Make a potent garlic pest spray in 20 minutes. This recipe repels aphids, whiteflies, spider mites, and even deer from your garden.

easy ⏱ 20 minutes (plus overnight steeping) ·
🧑‍🌾
Sarah Chen
Garlic Spray for Garden Pests: DIY Recipe (2026)

Why Garlic Works as a Pest Spray

Garlic owes its pest-fighting power to sulfur compounds — primarily allicin, diallyl disulfide, and diallyl trisulfide. When garlic cells are crushed, the enzyme alliinase converts alliin into allicin, which produces that sharp, pungent smell we associate with fresh garlic.

Insects don’t just dislike that smell. Research from the Indian Journal of Entomology demonstrated that garlic extract reduced aphid populations by 60-80% through repellent action alone, without killing the insects directly. The sulfur compounds overwhelm the chemical signals pests use to locate host plants, effectively making your garden invisible to them.

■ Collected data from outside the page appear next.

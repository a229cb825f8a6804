//! 파일 기반 저장소.
//!
//! - [`progress`]: 소스별 진행 상태 JSON
//! - [`news_sink`]: 링크 기준 중복 제거되는 통합 뉴스 CSV
//! - [`security_sink`]: 종목별 일별 매매정보 CSV
//! - [`snapshot`]: 기준일별 종목 기본정보 CSV
//!
//! 모든 쓰기는 임시 파일에 쓴 뒤 rename 하는 전체 교체 방식입니다.
//! 쓰기 도중 프로세스가 죽어도 이전에 성공한 내용이 남습니다.

pub mod csv_table;
pub mod news_sink;
pub mod progress;
pub mod security_sink;
pub mod snapshot;

use std::ffi::OsString;
use std::io::ErrorKind;
use std::path::{Path, PathBuf};

use crate::error::{DataError, Result};

/// 파일을 원자적으로 교체합니다.
pub async fn atomic_write(path: &Path, bytes: &[u8]) -> Result<()> {
    if let Some(parent) = path.parent() {
        if !parent.as_os_str().is_empty() {
            tokio::fs::create_dir_all(parent)
                .await
                .map_err(|e| DataError::io(parent, e))?;
        }
    }

    let tmp = tmp_path(path);
    tokio::fs::write(&tmp, bytes)
        .await
        .map_err(|e| DataError::io(&tmp, e))?;
    tokio::fs::rename(&tmp, path)
        .await
        .map_err(|e| DataError::io(path, e))?;
    Ok(())
}

/// 파일을 읽습니다. 없으면 `None`.
pub async fn read_optional(path: &Path) -> Result<Option<Vec<u8>>> {
    match tokio::fs::read(path).await {
        Ok(bytes) => Ok(Some(bytes)),
        Err(e) if e.kind() == ErrorKind::NotFound => Ok(None),
        Err(e) => Err(DataError::io(path, e)),
    }
}

/// 파일을 삭제합니다. 없으면 아무 것도 하지 않습니다.
pub async fn remove_if_exists(path: &Path) -> Result<bool> {
    match tokio::fs::remove_file(path).await {
        Ok(()) => Ok(true),
        Err(e) if e.kind() == ErrorKind::NotFound => Ok(false),
        Err(e) => Err(DataError::io(path, e)),
    }
}

/// 디렉토리 안의 `.csv` 파일 목록 (이름순). 디렉토리가 없으면 빈 목록.
pub async fn list_csv_files(dir: &Path) -> Result<Vec<PathBuf>> {
    let mut entries = match tokio::fs::read_dir(dir).await {
        Ok(entries) => entries,
        Err(e) if e.kind() == ErrorKind::NotFound => return Ok(Vec::new()),
        Err(e) => return Err(DataError::io(dir, e)),
    };

    let mut files = Vec::new();
    while let Some(entry) = entries.next_entry().await.map_err(|e| DataError::io(dir, e))? {
        let path = entry.path();
        if path.extension().is_some_and(|ext| ext == "csv") {
            files.push(path);
        }
    }
    files.sort();
    Ok(files)
}

/// 파일명으로 쓸 수 없는 문자를 `_`로 바꿉니다.
pub fn safe_filename(name: &str) -> String {
    let cleaned: String = name
        .trim()
        .chars()
        .map(|c| match c {
            '<' | '>' | ':' | '"' | '/' | '\\' | '|' | '?' | '*' => '_',
            c if c.is_control() => '_',
            c => c,
        })
        .collect();

    if cleaned.is_empty() {
        "unknown".to_string()
    } else {
        cleaned
    }
}

fn tmp_path(path: &Path) -> PathBuf {
    let mut name = path
        .file_name()
        .map(OsString::from)
        .unwrap_or_else(|| OsString::from("data"));
    name.push(".tmp");
    path.with_file_name(name)
}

Garlic spray works through two mechanisms:

  1. Scent masking — the volatile sulfur compounds overpower the plant scents that attract aphids, whiteflies, and other pests
  2. Feeding deterrence — the bitter, sulfurous taste discourages insects that do land on treated leaves from feeding

This dual action makes garlic spray one of the most versatile homemade pest treatments available. It won’t kill existing colonies as fast as insecticidal soap, but it prevents new pests from establishing in the first place.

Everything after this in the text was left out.